- by New Deal democrat
Consumption leads employment, and as I reiterated yesterday real per capita retail sales has a history as a long leading indicator.
Which means that retail sales for November, which rose 0.7% nominally, continues its recent strong string of positives, increasingly looking like it is finally breaking out of its 2 year plus doldrums.
Since consumer prices rose 0.3% in November, real retail sales were up 0.4% for the month. While real retail sales are still -1.9% below their all time peak right after the 2021 stimulus package, with today’s report they are the highest since May 2022 except for one month:
On a YoY basis, they are also higher by 1.0%:
This is another positive since recessions typically occur with sales negative YoY. Here’s what the past 30 years before the pandemic look like, subtracting 1% from the YoY measure so that it shows at the zero line:
It’s a weak result, but for a change a non-recessionary one.

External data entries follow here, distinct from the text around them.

//! The closed catalog of class-tagged record kinds.
//!
//! The catalog decides how a `u` object's payload is decoded. It is fixed at
//! compile time; `o` objects with unlisted class names still decode as
//! generic attribute maps.

/// A packed record kind, selecting a fixed byte layout.
#[derive(Debug, Clone, Copy, PartialEq, Eq)]
pub enum PackedKind {
    /// Dense 3-D grid of u16 values
    Table,
    /// Four-f64 RGBA color
    Color,
    /// Four-f64 duotone pair
    Tone,
    /// Four-i32 rectangle
    Rect,
}

/// Look up the packed kind for a wire class name, if the class is packed.
pub fn packed_kind(class: &str) -> Option<PackedKind> {
    match class {
        "Table" => Some(PackedKind::Table),
        "Color" => Some(PackedKind::Color),
        "Tone" => Some(PackedKind::Tone),
        "Rect" => Some(PackedKind::Rect),
        _ => None,
    }
}

#[cfg(test)]
mod test {
    use super::{packed_kind, PackedKind};

    #[test]
    fn catalog_is_closed() {
        assert_eq!(packed_kind("Table"), Some(PackedKind::Table));
        assert_eq!(packed_kind("Color"), Some(PackedKind::Color));
        assert_eq!(packed_kind("Tone"), Some(PackedKind::Tone));
        assert_eq!(packed_kind("Rect"), Some(PackedKind::Rect));
        assert_eq!(packed_kind("RPG::Actor"), None);
        assert_eq!(packed_kind("table"), None);
    }
}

Finally, real retail sales are a good short leading indicator for the trend in jobs growth. Yesterday I speculated that real retail sales per capita might be distorted in the past several years by the outsized importance to CPI of the sharp increase in the shelter component. So in the graph below I also include real sales ex-shelter (light blue):
Either way, real retail sales are forecasting continued deceleration - which at this point translates into increased weakness - in hiring in the months ahead. Because, as I have pointed out in several posts in the past few weeks, YoY jobs gains are likely to be revised significantly downward for late 2023 and 2024 when we get the annual benchmark revisions in a couple of months, we may be closer to the trend line forecast by real retail sales already.